In August 2018, the container ship, ANL Wyong, and the gas carrier, King Arthur, collided in darkness, dense fog and an area of heavy shipping traffic, off Gibraltar. The UK MAIB issued an investigation report on the incident, noting that neither vessel appreciated the risk of collision in sufficient time to take effective avoiding action and pass at a safe distance. The investigation has also highlighted risks associated with the inappropriate use of VHF radio and AIS data when assessing risk of collision.
The incident
At 0636 on 4 August 2018, the UK registered container vessel ANL Wyong and the Italian registered gas carrier King Arthur collided 4 nautical miles south-east of Europa Point, Gibraltar. Both vessels were damaged but there was no pollution or injury.
The collision occurred in darkness, dense fog and in an area of heavy shipping traffic.
ANL Wyong was stopped, having been given direction by Algeciras Pilots to wait outside Gibraltar Bay.
King Arthur was making way towards a boat transfer position inside Gibraltar Bay.
King Arthur’s master was conning, and altered course to starboard intending to pass astern of ANL Wyong.
Although King Arthur’s master could not see ANL Wyong, his assessment of the situation was primarily based on AIS data.
However, ANL Wyong was stopped in the water and not making way as King Arthur’s master had perceived. As a result, the decision to turn King Arthur to starboard actually had the effect of putting the vessels on a collision course.
When King Arthur’s master realised that a dangerous situation was developing, full starboard rudder was applied; however, this action came too late to prevent the collision.
ANL Wyong’s officer of the watch was monitoring the situation, but took no action when it became apparent that a multiple close quarters situation was unfolding.
Probable causes
- The accident happened because neither bridge team appreciated the risk of collision in sufficient time to take effective action to pass at a safe distance.
- The investigation also identified that very high frequency radio conversations were a significant distraction on board King Arthur.
- Additionally, although the collision occurred within a designated vessel traffic service area, neither vessel received a warning of the risk of collision from ashore.
Conclusions
- When the shipping situation deteriorated and a serious risk of collision developed, ANL Wyong’s OOW took no action to avoid collision. This was primarily because of his perception that other vessels would keep clear.
- King Arthur’s master perceived that ANL Wyong was making way in a southwesterly direction when the vessel was actually stopped in the water. This misperception was based on AIS information and resulted in the alteration of course to starboard, intended to pass astern of ANL Wyong, but that actually resulted in a serious risk of collision.
- By taking the con himself in a very busy shipping area, the focus of King Arthur’s master narrowed, reducing his ability to sustain full awareness of the situation.
- Neither vessel was proceeding at a safe speed for the prevailing circumstances and conditions.
- Neither vessel took sufficient action to avoid collision and pass at a safe distance.
- Use of AIS data for collision avoidance by both vessels risked misunderstandings and potentially inaccurate data on the relative movements of other vessels.
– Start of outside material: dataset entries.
pub mod automatan;
pub mod loader;

pub use automatan::{Alphabet, Verdict, dpda::{Dpda, Run, run}};
pub use loader::InvalidAlphabet;

#[macro_export]
macro_rules! dual_enum_serde {
    (
        $( {$(#[$serde_specific:meta])*} )?
        $(#[$enum_meta:meta])*
        $vis:vis enum $Name:ident
        {
            $(
                $(#[$variant_meta:meta])*
                $Variant:ident
            ),* $(,)?
        }
    ) => {
        #[cfg(feature = "serde")]
        $(#[$enum_meta])*
        #[derive(serde::Serialize, serde::Deserialize)]
        $( $(#[$serde_specific])* )?
        $vis enum $Name {
            $(
                $(#[$variant_meta])*
                $Variant
            ),*
        }

        #[cfg(not(feature = "serde"))]
        $(#[$enum_meta])*
        $vis enum $Name {
            $(
                $Variant
            ),*
        }
    };
}
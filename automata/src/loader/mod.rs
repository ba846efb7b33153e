use crate::automatan::{Alphabet, Symbol, Verdict};
use crate::loader::log::LogSink;

pub mod lexer;
pub mod log;

#[derive(Clone, Copy, Hash, PartialEq, Eq, Debug)]
#[cfg_attr(feature = "serde", derive(serde::Serialize, serde::Deserialize))]
pub struct Span(pub usize, pub usize);

#[derive(Clone, Copy, Hash, PartialEq, Eq, Debug)]
pub struct Spanned<T>(pub T, pub Span);

/// The input held characters outside the alphabet. Reported before any
/// simulation state exists.
#[derive(Clone, Debug, PartialEq, Eq, thiserror::Error)]
#[error("invalid character {character:?} at {position}, expression must contain only {alphabet}")]
pub struct InvalidAlphabet {
    pub alphabet: Alphabet,
    /// First offending character and its byte offset.
    pub character: char,
    pub position: usize,
    /// Every offending character, in input order.
    pub offending: Vec<Spanned<char>>,
}

impl InvalidAlphabet {
    pub fn verdict(&self) -> Verdict {
        Verdict::Rejected
    }

    /// Emits one error per offending character, the last one carrying a
    /// help entry naming the markers.
    pub fn report(&self, sink: &mut impl LogSink) {
        let mut offending = self.offending.iter().peekable();
        while let Some(Spanned(char, span)) = offending.next() {
            let entry = sink.emit_error(format!("invalid character {char:?}"), *span);
            if offending.peek().is_none() {
                entry.emit_help_locless(format!("expression must contain only {}", self.alphabet));
            }
        }
    }
}

/// Maps every character of `input` onto the alphabet, failing with all of
/// the offending characters if any exist.
pub fn load(input: &str, alphabet: &Alphabet) -> Result<Vec<Symbol>, InvalidAlphabet> {
    let mut symbols = Vec::with_capacity(input.len());
    let mut offending = Vec::new();
    for Spanned(token, span) in lexer::Lexer::new(input, alphabet) {
        match token {
            Ok(symbol) => symbols.push(symbol),
            Err(lexer::Error::InvalidChar(char)) => offending.push(Spanned(char, span)),
        }
    }
    let Some(Spanned(character, Span(position, _))) = offending.first().copied() else {
        return Ok(symbols);
    };
    ::log::debug!("{} invalid character(s) in {input:?}", offending.len());
    Err(InvalidAlphabet {
        alphabet: *alphabet,
        character,
        position,
        offending,
    })
}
- The use of VHF radio for collision avoidance was an unhelpful distraction. In particular, the conversation with Spread Eagle wasted time and distracted King Arthur’s chief officer from his primary role of assisting the master with collision avoidance advice.
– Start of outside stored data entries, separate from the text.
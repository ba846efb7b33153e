//! Command-line arguments for the `brackets` driver.

use clap::{ArgAction, Parser, Subcommand};

#[derive(Debug, Parser)]
#[command(
    name = "brackets",
    version,
    about = "Recognises well nested bracket expressions with a deterministic pushdown automaton."
)]
pub struct BracketsArgs {
    /// Character standing for an opening bracket.
    #[arg(long, global = true, default_value_t = 'P')]
    pub open: char,

    /// Character standing for a closing bracket.
    #[arg(long, global = true, default_value_t = '0')]
    pub close: char,

    /// Print one JSON record per expression instead of tables.
    #[arg(long, global = true)]
    pub json: bool,

    /// Only print the verdict.
    #[arg(long, global = true)]
    pub no_trace: bool,

    /// More log output, repeatable.
    #[arg(short, long, global = true, action = ArgAction::Count)]
    pub verbose: u8,

    /// Silence all log output.
    #[arg(short, long, global = true, conflicts_with = "verbose")]
    pub quiet: bool,

    /// Without a subcommand the demo table runs, followed by the prompt.
    #[command(subcommand)]
    pub command: Option<Command>,
}

#[derive(Debug, Subcommand)]
pub enum Command {
    /// Run the built-in example table.
    Demo,
    /// Run the given expressions once each.
    Run {
        #[arg(required = true)]
        expressions: Vec<String>,
    },
    /// Read expressions from standard input until an empty line.
    Repl,
}

impl BracketsArgs {
    pub fn log_level(&self) -> log::LevelFilter {
        if self.quiet {
            return log::LevelFilter::Off;
        }
        match self.verbose {
            0 => log::LevelFilter::Warn,
            1 => log::LevelFilter::Info,
            2 => log::LevelFilter::Debug,
            _ => log::LevelFilter::Trace,
        }
    }
}
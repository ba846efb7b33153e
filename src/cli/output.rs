//! Console rendering of runs: trace tables, verdict lines, diagnostics and
//! JSON records.

use std::io::{self, Write};

use bracket_automata::{
    Alphabet, InvalidAlphabet, Run, Verdict,
    automatan::{BOTTOM_NAME, EPSILON, Symbol, trace::Trace},
    loader::log::Logs,
};
use serde::Serialize;

/// How a single expression is printed.
#[derive(Clone, Copy, Debug)]
pub struct Style {
    pub json: bool,
    pub trace: bool,
}

/// The expression with brackets in place of the markers, `ε` when empty.
pub fn classical(expression: &str, alphabet: &Alphabet) -> String {
    if expression.is_empty() {
        return EPSILON.to_string();
    }
    expression
        .chars()
        .map(|c| match alphabet.letter(c) {
            Some(Symbol::Open) => '(',
            Some(Symbol::Close) => ')',
            None => c,
        })
        .collect()
}

pub fn banner(out: &mut impl Write, alphabet: &Alphabet) -> io::Result<()> {
    let rule = "=".repeat(55);
    writeln!(out, "{rule}")?;
    writeln!(out, "  DPDA - well nested bracket expressions")?;
    writeln!(
        out,
        "  Open bracket: '{}'  |  Close bracket: '{}'",
        alphabet.open(),
        alphabet.close()
    )?;
    writeln!(out, "{rule}")
}

#[derive(Serialize)]
struct Offender {
    character: char,
    position: usize,
}

#[derive(Serialize)]
#[serde(tag = "outcome", rename_all = "snake_case")]
enum Record<'a> {
    Completed {
        input: &'a str,
        answer: &'static str,
        verdict: Verdict,
        trace: &'a Trace,
    },
    InvalidAlphabet {
        input: &'a str,
        answer: &'static str,
        verdict: Verdict,
        message: String,
        offending: Vec<Offender>,
    },
}

/// Prints one run, or the diagnostics for a malformed expression.
pub fn print_result(
    out: &mut impl Write,
    err: &mut impl Write,
    expression: &str,
    result: &Result<Run, InvalidAlphabet>,
    alphabet: &Alphabet,
    style: Style,
) -> io::Result<()> {
    if style.json {
        return print_json(out, expression, result);
    }

    match result {
        Ok(run) => {
            if style.trace {
                writeln!(out, "{}", run.trace.display(alphabet))?;
                let closing = match (run.verdict, run.trace.last()) {
                    (Verdict::Accepted, _) => format!("End of input & {BOTTOM_NAME} on top -> ACCEPT"),
                    (Verdict::Rejected, Some(last))
                        if last.remaining.is_empty() && last.depth > 0 =>
                    {
                        format!("End of input with unmatched '{}' -> REJECT", alphabet.open())
                    }
                    (Verdict::Rejected, _) => "Reject".to_string(),
                };
                writeln!(out, "{closing}")?;
            }
        }
        Err(invalid) => print_diagnostics(err, expression, invalid)?,
    }

    let verdict = match result {
        Ok(run) => run.verdict,
        Err(invalid) => invalid.verdict(),
    };
    writeln!(out, "Result: {}", verdict.as_answer())?;
    if style.trace {
        writeln!(out)?;
    }
    Ok(())
}

/// Prints only the answer line, for runs made without a trace.
pub fn print_verdict(
    out: &mut impl Write,
    err: &mut impl Write,
    expression: &str,
    result: &Result<Verdict, InvalidAlphabet>,
) -> io::Result<()> {
    let verdict = match result {
        Ok(verdict) => *verdict,
        Err(invalid) => {
            print_diagnostics(err, expression, invalid)?;
            invalid.verdict()
        }
    };
    writeln!(out, "Result: {}", verdict.as_answer())
}

fn print_diagnostics(
    err: &mut impl Write,
    expression: &str,
    invalid: &InvalidAlphabet,
) -> io::Result<()> {
    let mut logs = Logs::new();
    invalid.report(&mut logs);
    for entry in logs.displayable_with(expression) {
        write!(err, "{entry}")?;
    }
    Ok(())
}

fn print_json(
    out: &mut impl Write,
    input: &str,
    result: &Result<Run, InvalidAlphabet>,
) -> io::Result<()> {
    let record = match result {
        Ok(run) => Record::Completed {
            input,
            answer: run.verdict.as_answer(),
            verdict: run.verdict,
            trace: &run.trace,
        },
        Err(invalid) => Record::InvalidAlphabet {
            input,
            answer: invalid.verdict().as_answer(),
            verdict: invalid.verdict(),
            message: invalid.to_string(),
            offending: invalid
                .offending
                .iter()
                .map(|s| Offender {
                    character: s.0,
                    position: s.1.0,
                })
                .collect(),
        },
    };
    serde_json::to_writer(&mut *out, &record)?;
    writeln!(out)
}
- Neither vessel received any warning from the shore agencies responsible for providing information intended to improve onboard navigational decision making.
Actions taken
-CMA CGM International Shipping Company Pte. Ltd has:
- Conducted an internal audit of ANL Wyong.
- Conducted a company safety investigation that identified the causes and circumstances of the accident.
- Issued a ‘Lessons Learned’ feet circular to all the vessels in its feet highlighting the issues raised by the accident, specifically the requirement to:
○ exercise extreme caution when navigating in restricted visibility;
○ proceed at a safe speed in restricted visibility;
○ call the master without hesitation and take action to avoid collision; and,
○ always be ready for immediate manoeuvring.
-Mediterranea di Navigazione S.p.A has:
- Conducted an internal audit of King Arthur. This included an onboard education programme by the company staf to review the safety issues identified.
- Conducted an internal safety investigation that identified the causes and circumstances of the accident.
- Updated the company SMS to include further guidance on safe speed and conduct of navigation in restricted visibility.
- Issued a safety article for all vessels highlighting the safety lessons from the accident.
- Provided additional bridge team management training from crew members involved in the accident.
Recommendations
UK MAIB recommended:
-The Spanish Ministry of Development to conduct a review of vessel traffic services in the vicinity of Algeciras designed to enhance the coordination between the authorities involved in order to improve the deconfliction of traffic.
Such a review should consider establishing:
- a dedicated holding area or anchorage for waiting vessels, and;
- a traffic organisation service for vessels in the approaches to Algeciras.
-The Maritime and Coastguard Agency to propose to the IMO that the navigation status information in the AIS be reviewed to ensure that a vessel’s status can be accurately described, including vessels underway but not making way.